何があったのかはわからない。ただ、赤司から彼女を手放したとは言い難い。赤司は赤司で自由であって自由でない不安定なところにいるのはわかっていた。
家に縛られているわけではない。それを肯定することはできないが、昔よりも赤司は家に囚われることも縛られることもなくなったと緑間から聞いている。
それでも縛られている部分なんかもあるだろう。
「助けてやれなくてゴメンな」
それは1人の患者として、また友人と言っていいのかはわからないが、友人として。
。。。
「……ん」
「あ、起きた?」
「高尾、さん」
知らない天井、なんてふざけては見たけど実際ここがどこだかすごく不安になった。
高尾さんが隣にいるのだから、高尾さんの家だろうか。彼がずっとそういえば言っていたなぁ。赤司くんの家がダメならうちにおいでって、ずっと。変な意味でなかった分すごく嬉しかった。
「おはよおはよ。ここは桃ちゃん宅」
「桃ちゃ……さつきさんですか?」
「そそ!今さ、8時だけど飯食ってきた?」
「あ、いえ……」
「おけ!」
そう言って部屋を出ていく彼の背中をただ見てるだけ。行かないでなんていうことも出来なくて、気力もわかなくて、部屋を見渡して膝を抱えた。

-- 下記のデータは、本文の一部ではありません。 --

use super::ICompanyRepo;
use mpc_reservations_domain::{Company, ID};
use sqlx::{types::Uuid, FromRow, PgPool};

pub struct PostgresCompanyRepo {
    pool: PgPool,
}

impl PostgresCompanyRepo {
    pub fn new(pool: PgPool) -> Self {
        Self { pool }
    }
}

#[derive(Debug, FromRow)]
struct CompanyRaw {
    company_uid: Uuid,
    name: String,
}

impl Into<Company> for CompanyRaw {
    fn into(self) -> Company {
        Company {
            id: self.company_uid.into(),
            name: self.name,
        }
    }
}

#[async_trait::async_trait]
impl ICompanyRepo for PostgresCompanyRepo {
    async fn insert(&self, company: &Company) -> anyhow::Result<()> {
        sqlx::query(
            r#"
            INSERT INTO companies(company_uid, name)
            VALUES($1, $2)
            "#,
        )
        .bind(*company.id.inner_ref())
        .bind(&company.name)
        .execute(&self.pool)
        .await?;

        Ok(())
    }

    async fn update_name(&self, company_id: &ID, name: &str) -> anyhow::Result<Company> {
        let company: CompanyRaw = sqlx::query_as(
            r#"
            UPDATE companies
            SET name = $2
            WHERE company_uid = $1
            RETURNING company_uid, name
            "#,
        )
        .bind(*company_id.inner_ref())
        .bind(name)
        .fetch_one(&self.pool)
        .await?;

        Ok(company.into())
    }

    async fn find_all(&self) -> anyhow::Result<Vec<Company>> {
        let companies: Vec<CompanyRaw> = sqlx::query_as(
            r#"
            SELECT company_uid, name FROM companies AS c
            ORDER BY c.name ASC
            "#,
        )
        .fetch_all(&self.pool)
        .await?;

        Ok(companies.into_iter().map(|c| c.into()).collect())
    }

    async fn delete(&self, company_id: &ID) -> Option<Company> {
        match sqlx::query_as::<_, CompanyRaw>(
            r#"
            DELETE FROM companies AS c
            WHERE c.company_uid = $1
            RETURNING company_uid, name
            "#,
        )
        .bind(*company_id.inner_ref())
        .fetch_one(&self.pool)
        .await
        {
            Ok(company) => Some(company.into()),
            Err(_) => None,
        }
    }
}
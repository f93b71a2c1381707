mod logout;

use actix_web::web;
use logout::logout_controller;

pub fn configure_routes(cfg: &mut web::ServiceConfig) {
    cfg.route("/auth/logout", web::post().to(logout_controller));
}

何をしているんだろう。私は、赤司くんの隣にいたかっただけなのに。
私は今もきっとこれからも、あなたしか、赤司くんしか、いらないのに。
「……頼ちゃん、入ってもいい?」
「はぃ」
萎んでいく言葉、手の震えが、体の震えが止まらない。寒いとかではなくて、今頃襲ってきた悲しみだろうか。
「はい、おにぎり。あ、私が準備したけど私が作ったわけじゃないの。テツくんがおにぎりくらいならぁって言って作ってくれたんだ」
黒子さんもここにいるんだ。
「緑間くんに見てもらったけど足が少し腫れてるって。怒ってたよ」
緑間さんも、高尾さんもいる。
さつきさんも、目の前で綺麗に笑ってる。
お盆に乗って運ばれてきたおにぎりは少し形が歪で、三角のようで丸いそれを手に取る。塩の味がするところとしないところ、すごく辛い部分まである。それでも、空きっ腹にはすごく美味しくて、まるでアニメの中に出てくるシーンのようにボロボロと涙をこぼしてしまった。鼻が詰まって食べにくくて、無せれば無言で差し出される水。その優しさが今は辛くて、それでいて沁みる。
「高尾くんが話したいことがあるって言ってたけど……今大丈夫?って無理か」
「すみま、せ」
「いいのいいの。謝らない謝らない」
苦笑した彼女は私の背中をまるで出会った時のようになでてくれた。抱きしめてくれるその腕も、忘れることのない、暖かいもの。
「泣き止んだらって高尾くんに言っとくからゆっくりして」
「はい」
「うん、じゃあ、どうしよう。私ここにいてもいいのかな?何も話さないけど……」
「いて、ください」
「わかりました」
強いわけじゃない。私は弱っちくて、それでいてきっと赤司くんにとってはちっぽけな存在。それでも私は、あなたのそばにいたかった。でも私は、あなたの自由を奪ってまで傍にいたいとは思えなかった。これは果たして正しいことなのか、それとも正しくないのかなんてわからない。けれど、それでも、やっぱり傍にいたかったんだ。私に勇気と知恵と、それと自身があればもっと違う行動ができたのだろうね。